> Study material
╭──

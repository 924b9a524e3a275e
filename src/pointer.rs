//! Reference paths in URI-fragment pointer form (`#/a/b/0`).

/// Split a fragment pointer into its decoded segments.
///
/// `#` is the root and yields an empty path. Segments are percent-decoded
/// first, then `~1` becomes `/` and `~0` becomes `~`.
///
/// Returns `None` when the text is not a fragment pointer.
///
/// ```
/// use refjson::parse_pointer;
///
/// assert_eq!(parse_pointer("#/a~1b/%20c"), Some(vec!["a/b".into(), " c".into()]));
/// assert_eq!(parse_pointer("#"), Some(vec![]));
/// assert_eq!(parse_pointer("/a"), None);
/// ```
#[must_use]
pub fn parse_pointer(pointer: &str) -> Option<Vec<String>> {
    let rest = pointer.strip_prefix('#')?;
    if rest.is_empty() {
        return Some(Vec::new());
    }
    rest.strip_prefix('/')?
        .split('/')
        .map(|segment| {
            let decoded = percent_decode(segment)?;
            Some(decoded.replace("~1", "/").replace("~0", "~"))
        })
        .collect()
}

fn percent_decode(segment: &str) -> Option<String> {
    let bytes = segment.as_bytes();
    let mut out = Vec::with_capacity(bytes.len());
    let mut i = 0;
    while i < bytes.len() {
        if bytes[i] == b'%' {
            let hex = segment.get(i + 1..i + 3)?;
            if !hex.bytes().all(|b| b.is_ascii_hexdigit()) {
                return None;
            }
            out.push(u8::from_str_radix(hex, 16).ok()?);
            i += 3;
        } else {
            out.push(bytes[i]);
            i += 1;
        }
    }
    String::from_utf8(out).ok()
}
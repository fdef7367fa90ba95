//! HTTP surface: graph export, retrieval + narrative, image description.

use std::future::Future;
use std::sync::Arc;

use axum::body::Bytes;
use axum::extract::{DefaultBodyLimit, Multipart, State};
use axum::http::StatusCode;
use axum::routing::{get, post};
use axum::{Json, Router};
use serde::{Deserialize, Serialize};
use serde_json::{Value, json};
use tower_http::cors::CorsLayer;
use tower_http::trace::TraceLayer;
use tracing::{info, instrument, warn};

use crate::config::Config;
use crate::export::GraphExport;
use crate::graph_store::GraphStore;
use crate::narrator::{Narrator, describe_or_explain, theory_or_explain};
use crate::retrieval::retrieve;
use crate::types::RetrievalResult;

/// Multipart field that carries the uploaded image.
pub const IMAGE_FIELD: &str = "file";

/// Upload ceiling for `/analyze_image`; axum's default is 2 MB.
pub const MAX_UPLOAD_BYTES: usize = 20 * 1024 * 1024;

/// Shared, read-only service state.
#[derive(Clone)]
pub struct AppState {
  pub store: Arc<GraphStore>,
  pub narrator: Arc<dyn Narrator>,
  pub model: String,
  pub vision_model: String,
}

impl AppState {
  pub fn new(store: GraphStore, narrator: Arc<dyn Narrator>, config: &Config) -> Self {
    Self {
      store: Arc::new(store),
      narrator,
      model: config.model.clone(),
      vision_model: config.vision_model.clone(),
    }
  }
}

#[derive(Debug, Deserialize)]
pub struct QueryRequest {
  pub query: String,
  /// Overrides the configured narrative model.
  #[serde(default)]
  pub model: Option<String>,
}

#[derive(Debug, Serialize, Deserialize)]
pub struct QueryResponse {
  pub found: bool,
  pub explanation: String,
  pub path: Vec<String>,
}

#[derive(Debug, Serialize, Deserialize)]
pub struct ImageResponse {
  pub description: String,
}

pub fn router(state: AppState) -> Router {
  Router::new()
    .route("/health", get(health))
    .route("/graph_data", get(graph_data))
    .route("/query", post(query))
    .route(
      "/analyze_image",
      post(analyze_image).layer(DefaultBodyLimit::max(MAX_UPLOAD_BYTES)),
    )
    .layer(TraceLayer::new_for_http())
    .layer(CorsLayer::permissive())
    .with_state(state)
}

async fn health(State(state): State<AppState>) -> Json<Value> {
  Json(json!({
    "status": "ok",
    "nodes": state.store.node_count(),
    "edges": state.store.edge_count(),
  }))
}

async fn graph_data(State(state): State<AppState>) -> Json<GraphExport> {
  Json(GraphExport::from_store(&state.store))
}

#[instrument(level = "trace", skip(state))]
async fn query(
  State(state): State<AppState>,
  Json(req): Json<QueryRequest>,
) -> Json<QueryResponse> {
  // Retrieval completes before any narrative call; the store is only read.
  let response = match retrieve(&state.store, &req.query) {
    RetrievalResult::Found { path } => {
      let model = req.model.as_deref().unwrap_or(&state.model);
      let explanation = theory_or_explain(state.narrator.as_ref(), &path, model).await;
      QueryResponse {
        found: true,
        explanation,
        path,
      }
    }
    RetrievalResult::NotFound { message, .. } => QueryResponse {
      found: false,
      explanation: message,
      path: Vec::new(),
    },
  };
  Json(response)
}

type Rejection = (StatusCode, Json<Value>);

fn bad_request(detail: impl Into<String>) -> Rejection {
  (StatusCode::BAD_REQUEST, Json(json!({"detail": detail.into()})))
}

/// Pulls the bytes of the [IMAGE_FIELD] part; other parts are skipped.
async fn image_field(multipart: &mut Multipart) -> Result<Bytes, Rejection> {
  let reject = |e: axum::extract::multipart::MultipartError| {
    (e.status(), Json(json!({"detail": e.body_text()})))
  };
  while let Some(field) = multipart.next_field().await.map_err(reject)? {
    if field.name() != Some(IMAGE_FIELD) {
      continue;
    }
    let bytes = field.bytes().await.map_err(reject)?;
    if bytes.is_empty() {
      return Err(bad_request("empty image upload"));
    }
    return Ok(bytes);
  }
  Err(bad_request(format!("missing '{IMAGE_FIELD}' field")))
}

async fn analyze_image(
  State(state): State<AppState>,
  mut multipart: Multipart,
) -> Result<Json<ImageResponse>, Rejection> {
  let image = image_field(&mut multipart).await?;
  let description =
    describe_or_explain(state.narrator.as_ref(), &image, &state.vision_model).await;
  Ok(Json(ImageResponse { description }))
}

/// Resolves when `signal` fires. If the signal cannot be awaited the error is
/// logged and this never resolves, so the server keeps running.
pub(crate) async fn until_signal(signal: impl Future<Output = std::io::Result<()>>) {
  if let Err(e) = signal.await {
    warn!(error = %e, "shutdown signal unavailable, serving until killed");
    std::future::pending::<()>().await;
  }
}

/// Binds `config.bind` and serves until ctrl-c.
pub async fn serve(config: &Config, state: AppState) -> std::io::Result<()> {
  let listener = tokio::net::TcpListener::bind(config.bind).await?;
  info!(addr = %config.bind, nodes = state.store.node_count(), "serving");
  axum::serve(listener, router(state))
    .with_graceful_shutdown(until_signal(tokio::signal::ctrl_c()))
    .await
}
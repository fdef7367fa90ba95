//! Outcome of one retrieval query.

use serde::{Serialize, Serializer};

use super::{FailureReason, NodePath, RetrievalError};

/// Outcome of [crate::retrieve]: a path to a goal, or a structured miss.
#[derive(Debug, Clone, PartialEq, Eq)]
pub enum RetrievalResult {
  Found {
    path: NodePath,
  },
  NotFound {
    reason: FailureReason,
    message: String,
  },
}

impl RetrievalResult {
  pub fn found(&self) -> bool {
    matches!(self, RetrievalResult::Found { .. })
  }

  pub fn path(&self) -> Option<&[String]> {
    match self {
      RetrievalResult::Found { path } => Some(path),
      RetrievalResult::NotFound { .. } => None,
    }
  }

  pub fn reason(&self) -> Option<FailureReason> {
    match self {
      RetrievalResult::Found { .. } => None,
      RetrievalResult::NotFound { reason, .. } => Some(*reason),
    }
  }

  pub fn message(&self) -> Option<&str> {
    match self {
      RetrievalResult::Found { .. } => None,
      RetrievalResult::NotFound { message, .. } => Some(message),
    }
  }
}

impl From<Result<NodePath, RetrievalError>> for RetrievalResult {
  fn from(r: Result<NodePath, RetrievalError>) -> Self {
    match r {
      Ok(path) => RetrievalResult::Found { path },
      Err(e) => RetrievalResult::NotFound {
        reason: e.reason(),
        message: e.to_string(),
      },
    }
  }
}

/// Flat wire shape: `{found, path}` or `{found, reason, message}`.
#[derive(Serialize)]
struct Wire<'a> {
  found: bool,
  #[serde(skip_serializing_if = "Option::is_none")]
  path: Option<&'a [String]>,
  #[serde(skip_serializing_if = "Option::is_none")]
  reason: Option<FailureReason>,
  #[serde(skip_serializing_if = "Option::is_none")]
  message: Option<&'a str>,
}

impl Serialize for RetrievalResult {
  fn serialize<S: Serializer>(&self, serializer: S) -> Result<S::Ok, S::Error> {
    Wire {
      found: self.found(),
      path: self.path(),
      reason: self.reason(),
      message: self.message(),
    }
    .serialize(serializer)
  }
}
//! Load fact statements from a text file, one statement per line.

use std::path::Path;
use tracing::instrument;

/// Loads statements from `path`. Blank lines and lines starting with `#` are skipped.
#[instrument(level = "trace", skip(path))]
pub fn load_facts(path: &Path) -> Result<Vec<String>, std::io::Error> {
  let text = std::fs::read_to_string(path)?;
  Ok(parse_fact_lines(&text))
}

pub(crate) fn parse_fact_lines(text: &str) -> Vec<String> {
  text
    .lines()
    .map(str::trim)
    .filter(|l| !l.is_empty() && !l.starts_with('#'))
    .map(String::from)
    .collect()
}
//! A parsed (subject, relation, object) fact.

use serde::{Deserialize, Serialize};

/// One fact extracted from a statement: `subject --relation--> object`.
#[derive(Debug, Clone, PartialEq, Eq, Hash, Serialize, Deserialize)]
pub struct Triple {
  pub subject: String,
  pub relation: String,
  pub object: String,
}

impl Triple {
  pub fn new(
    subject: impl Into<String>,
    relation: impl Into<String>,
    object: impl Into<String>,
  ) -> Self {
    Self {
      subject: subject.into(),
      relation: relation.into(),
      object: object.into(),
    }
  }
}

╰──

> Task description
The expected output is exactly the lines of the listing above between the line holding "let hex = segment.get(i" and the line holding "use axum::body::Bytes;", inclusive.

> Output below
            let hex = segment.get(i + 1..i + 3)?;
            if !hex.bytes().all(|b| b.is_ascii_hexdigit()) {
                return None;
            }
            out.push(u8::from_str_radix(hex, 16).ok()?);
            i += 3;
        } else {
            out.push(bytes[i]);
            i += 1;
        }
    }
    String::from_utf8(out).ok()
}
repository fdef7367fa90ba95
//! HTTP surface: graph export, retrieval + narrative, image description.

use std::future::Future;
use std::sync::Arc;

use axum::body::Bytes;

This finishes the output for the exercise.